Start of PROVIDED RECORDS

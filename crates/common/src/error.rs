//! Configuration error types

use thiserror::Error;

/// Errors raised while loading or validating configuration.
#[derive(Error, Debug)]
pub enum Error {
    #[error("Configuration error: {0}")]
    Config(String),

    #[error("I/O error: {0}")]
    Io(#[from] std::io::Error),

    #[error("TOML parse error: {0}")]
    Toml(#[from] toml::de::Error),
}

/// Result alias using common Error
pub type Result<T> = std::result::Result<T, Error>;

#[cfg(test)]
mod tests {
    use super::*;

    #[test]
    fn config_error_display_includes_context() {
        let err = Error::Config("retry.max_attempts must be greater than 0".into());
        assert_eq!(
            err.to_string(),
            "Configuration error: retry.max_attempts must be greater than 0"
        );
    }

    #[test]
    fn io_error_converts_via_from() {
        fn open_missing() -> Result<String> {
            Ok(std::fs::read_to_string("/nonexistent/orchids-proxy.toml")?)
        }
        let err = open_missing().unwrap_err();
        assert!(matches!(err, Error::Io(_)), "got: {err:?}");
        assert!(err.to_string().starts_with("I/O error:"));
    }

    #[test]
    fn toml_error_converts_via_from() {
        fn parse() -> Result<toml::Table> {
            Ok(toml::from_str("[proxy\nlisten_addr =")?)
        }
        let err = parse().unwrap_err();
        assert!(matches!(err, Error::Toml(_)), "got: {err:?}");
    }
}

End of PROVIDED RECORDS

> WORK ITEM:
Your task is to reproduce all the records above exactly as they appear.

> EXPECTED OUTPUT:
filename crates/common/src/error.rs
//! Configuration error types

use thiserror::Error;

/// Errors raised while loading or validating configuration.
#[derive(Error, Debug)]
pub enum Error {
    #[error("Configuration error: {0}")]
    Config(String),

    #[error("I/O error: {0}")]
    Io(#[from] std::io::Error),

    #[error("TOML parse error: {0}")]
    Toml(#[from] toml::de::Error),
}

/// Result alias using common Error
pub type Result<T> = std::result::Result<T, Error>;

#[cfg(test)]
mod tests {
    use super::*;

    #[test]
    fn config_error_display_includes_context() {
        let err = Error::Config("retry.max_attempts must be greater than 0".into());
        assert_eq!(
            err.to_string(),
            "Configuration error: retry.max_attempts must be greater than 0"
        );
    }

    #[test]
    fn io_error_converts_via_from() {
        fn open_missing() -> Result<String> {
            Ok(std::fs::read_to_string("/nonexistent/orchids-proxy.toml")?)
        }
        let err = open_missing().unwrap_err();
        assert!(matches!(err, Error::Io(_)), "got: {err:?}");
        assert!(err.to_string().starts_with("I/O error:"));
    }

    #[test]
    fn toml_error_converts_via_from() {
        fn parse() -> Result<toml::Table> {
            Ok(toml::from_str("[proxy\nlisten_addr =")?)
        }
        let err = parse().unwrap_err();
        assert!(matches!(err, Error::Toml(_)), "got: {err:?}");
    }
}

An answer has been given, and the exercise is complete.